▶ [TASK DETAILS] Go through the data line by line from the top, retyping each exactly, and end with the line that contains "let Some(pending) = state.conversation(user).await".

Stored items:
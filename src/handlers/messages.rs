use teloxide::prelude::*;
use teloxide::types::{Me, UserId};
use teloxide::utils::command::BotCommands;

use crate::bot_state::BotState;
use crate::error::InputError;
use crate::handlers::commands::command_handler;
use crate::handlers::lookups::{lookup_token, lookup_wallet};
use crate::handlers::utils::{
    input_error_text, single_button, threshold_saved_text, threshold_skipped_text,
    NO_PENDING_PROMPT,
};
use crate::handlers::{send_guarded, HandlerResult};
use crate::models::{Action, ConversationState, Reply};
use crate::Command;

pub async fn message_handler(bot: Bot, msg: Message, me: Me, state: BotState) -> HandlerResult {
    let (Some(user), Some(text)) = (msg.from.as_ref(), msg.text()) else {
        return Ok(());
    };

    if text.starts_with('/') {
        return match command_ignoring_arguments(text, me.username()) {
            Some(cmd) => {
                log::info!("Ignoring arguments of {:?} from user {}", cmd, user.id);
                command_handler(bot, msg, cmd, state).await
            }
            None => {
                log::info!("Ignoring unknown command from user {}: {}", user.id, text);
                Ok(())
            }
        };
    }

    let replies = text_replies(&state, user.id, text).await;
    send_guarded(&bot, msg.chat.id, &replies).await
}

/// Known commands that failed to parse only because of trailing arguments,
/// such as the `/start ref123` deep link.
pub fn command_ignoring_arguments(text: &str, bot_username: &str) -> Option<Command> {
    let head = text.split_whitespace().next()?;
    Command::parse(head, bot_username).ok()
}

/// Routes free text by the prompt the user is currently answering.
pub async fn text_replies(state: &BotState, user: UserId, text: &str) -> Vec<Reply> {
    let Some(pending) = state.conversation(user).await else {
        return vec![Reply::new(user, NO_PENDING_PROMPT)];
    };

    let reply = match pending {
        ConversationState::AwaitingThreshold => submit_threshold(state, user, text).await,
        ConversationState::AwaitingToken => {
            state.clear_conversation(user).await;
            lookup_token(state, user, &text.to_uppercase()).await
        }
        ConversationState::AwaitingWallet => {
            state.clear_conversation(user).await;
            lookup_wallet(state, user, text).await
        }
    };

    vec![reply]
}

pub fn parse_threshold(text: &str) -> Result<f64, InputError> {
    let value = text
        .trim()
        .parse::<f64>()
        .ok()
        .filter(|v| v.is_finite())
        .ok_or(InputError::InvalidFormat)?;

    if value <= 0.0 {
        return Err(InputError::NonPositive);
    }
    Ok(value)
}

/// Invalid input keeps the prompt open; everything else closes it.
async fn submit_threshold(state: &BotState, user: UserId, text: &str) -> Reply {
    if text.trim().eq_ignore_ascii_case("skip") {
        state.clear_conversation(user).await;
        return Reply::new(user, threshold_skipped_text())
            .with_keyboard(single_button("Set Threshold Later 🐋", Action::RequestThreshold));
    }

    match parse_threshold(text) {
        Ok(threshold) => {
            state.set_threshold(user, threshold).await;
            state.clear_conversation(user).await;
            Reply::new(user, threshold_saved_text(threshold))
                .with_keyboard(single_button("Check Whale Alerts 📊", Action::RequestWhaleCheck))
        }
        Err(e) => {
            log::info!("Rejected threshold from user {}: {}", user, e);
            Reply::new(user, input_error_text(&e))
        }
    }
}
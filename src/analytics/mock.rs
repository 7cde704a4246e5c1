use std::sync::Mutex;

use async_trait::async_trait;

use super::AnalyticsApi;
use crate::error::FetchError;
use crate::models::{TokenInfo, TransferRecord};

#[derive(Debug, Clone, PartialEq)]
pub enum Call {
    RecentTransfers,
    TokenInfo(String),
    WalletTransfers(String),
}

/// Canned analytics responses; `None` answers with a 503.
pub struct MockAnalytics {
    transfers: Option<Vec<TransferRecord>>,
    token: Option<TokenInfo>,
    wallet: Option<Vec<TransferRecord>>,
    calls: Mutex<Vec<Call>>,
}

impl Default for MockAnalytics {
    fn default() -> Self {
        Self {
            transfers: Some(Vec::new()),
            token: Some(TokenInfo::default()),
            wallet: Some(Vec::new()),
            calls: Mutex::new(Vec::new()),
        }
    }
}

impl MockAnalytics {
    pub fn new() -> Self {
        Self::default()
    }

    pub fn with_transfers(mut self, transfers: Vec<TransferRecord>) -> Self {
        self.transfers = Some(transfers);
        self
    }

    pub fn failing_transfers(mut self) -> Self {
        self.transfers = None;
        self
    }

    pub fn with_token(mut self, info: TokenInfo) -> Self {
        self.token = Some(info);
        self
    }

    pub fn failing_token(mut self) -> Self {
        self.token = None;
        self
    }

    pub fn with_wallet(mut self, transfers: Vec<TransferRecord>) -> Self {
        self.wallet = Some(transfers);
        self
    }

    pub fn failing_wallet(mut self) -> Self {
        self.wallet = None;
        self
    }

    pub fn calls(&self) -> Vec<Call> {
        self.calls.lock().unwrap().clone()
    }

    fn record(&self, call: Call) {
        self.calls.lock().unwrap().push(call);
    }
}

pub fn transfer(amount_usd: f64, symbol: &str) -> TransferRecord {
    TransferRecord {
        amount_usd: Some(amount_usd),
        token_symbol: Some(symbol.to_string()),
    }
}

#[async_trait]
impl AnalyticsApi for MockAnalytics {
    async fn recent_transfers(&self) -> Result<Vec<TransferRecord>, FetchError> {
        self.record(Call::RecentTransfers);
        self.transfers.clone().ok_or(FetchError::Status(503))
    }

    async fn token_info(&self, address: &str) -> Result<TokenInfo, FetchError> {
        self.record(Call::TokenInfo(address.to_string()));
        self.token.clone().ok_or(FetchError::Status(503))
    }

    async fn wallet_transfers(&self, address: &str) -> Result<Vec<TransferRecord>, FetchError> {
        self.record(Call::WalletTransfers(address.to_string()));
        self.wallet.clone().ok_or(FetchError::Status(503))
    }
}

mod tests {
    use super::*;

    #[tokio::test]
    async fn default_answers_every_call_with_empty_data() {
        let mock = MockAnalytics::default();

        assert!(mock.recent_transfers().await.unwrap().is_empty());
        assert_eq!(mock.token_info("mint").await.unwrap(), TokenInfo::default());
        assert!(mock.wallet_transfers("wallet").await.unwrap().is_empty());
        assert_eq!(
            mock.calls(),
            vec![
                Call::RecentTransfers,
                Call::TokenInfo("mint".to_string()),
                Call::WalletTransfers("wallet".to_string()),
            ]
        );
    }
}
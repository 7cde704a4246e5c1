pub mod action;
pub mod reply;
pub mod transfer;
pub mod user_state;

pub use action::Action;
pub use reply::Reply;
pub use transfer::{TokenInfo, TransferRecord, TransfersPage, Trend};
pub use user_state::ConversationState;
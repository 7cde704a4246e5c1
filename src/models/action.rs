use strum::{AsRefStr, EnumIter, EnumString};

/// Callback payload carried by every inline button the bot sends.
#[derive(Debug, Clone, Copy, PartialEq, Eq, AsRefStr, EnumString, EnumIter)]
#[strum(serialize_all = "snake_case")]
pub enum Action {
    RequestThreshold,
    RequestWhaleCheck,
    RequestTokenStats,
    RequestWalletLookup,
    RequestHelp,
}
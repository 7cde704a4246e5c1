use teloxide::types::{ChatId, InlineKeyboardMarkup, UserId};

/// One outbound chat message produced by the handlers.
#[derive(Debug, Clone)]
pub struct Reply {
    pub chat_id: ChatId,
    pub text: String,
    pub keyboard: Option<InlineKeyboardMarkup>,
}

impl Reply {
    pub fn new(user: UserId, text: impl Into<String>) -> Self {
        Self {
            chat_id: ChatId::from(user),
            text: text.into(),
            keyboard: None,
        }
    }

    pub fn with_keyboard(mut self, keyboard: InlineKeyboardMarkup) -> Self {
        self.keyboard = Some(keyboard);
        self
    }

    /// Callback payloads of the attached buttons, row by row.
    #[cfg(test)]
    pub fn actions(&self) -> Vec<String> {
        use teloxide::types::InlineKeyboardButtonKind;

        self.keyboard
            .iter()
            .flat_map(|kb| kb.inline_keyboard.iter().flatten())
            .filter_map(|button| match &button.kind {
                InlineKeyboardButtonKind::CallbackData(data) => Some(data.clone()),
                _ => None,
            })
            .collect()
    }
}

▶ [ANSWER TO THIS PROBLEM]
filename src/handlers/messages.rs
use teloxide::prelude::*;
use teloxide::types::{Me, UserId};
use teloxide::utils::command::BotCommands;

use crate::bot_state::BotState;
use crate::error::InputError;
use crate::handlers::commands::command_handler;
use crate::handlers::lookups::{lookup_token, lookup_wallet};
use crate::handlers::utils::{
    input_error_text, single_button, threshold_saved_text, threshold_skipped_text,
    NO_PENDING_PROMPT,
};
use crate::handlers::{send_guarded, HandlerResult};
use crate::models::{Action, ConversationState, Reply};
use crate::Command;

pub async fn message_handler(bot: Bot, msg: Message, me: Me, state: BotState) -> HandlerResult {
    let (Some(user), Some(text)) = (msg.from.as_ref(), msg.text()) else {
        return Ok(());
    };

    if text.starts_with('/') {
        return match command_ignoring_arguments(text, me.username()) {
            Some(cmd) => {
                log::info!("Ignoring arguments of {:?} from user {}", cmd, user.id);
                command_handler(bot, msg, cmd, state).await
            }
            None => {
                log::info!("Ignoring unknown command from user {}: {}", user.id, text);
                Ok(())
            }
        };
    }

    let replies = text_replies(&state, user.id, text).await;
    send_guarded(&bot, msg.chat.id, &replies).await
}

/// Known commands that failed to parse only because of trailing arguments,
/// such as the `/start ref123` deep link.
pub fn command_ignoring_arguments(text: &str, bot_username: &str) -> Option<Command> {
    let head = text.split_whitespace().next()?;
    Command::parse(head, bot_username).ok()
}

/// Routes free text by the prompt the user is currently answering.
pub async fn text_replies(state: &BotState, user: UserId, text: &str) -> Vec<Reply> {
    let Some(pending) = state.conversation(user).await else {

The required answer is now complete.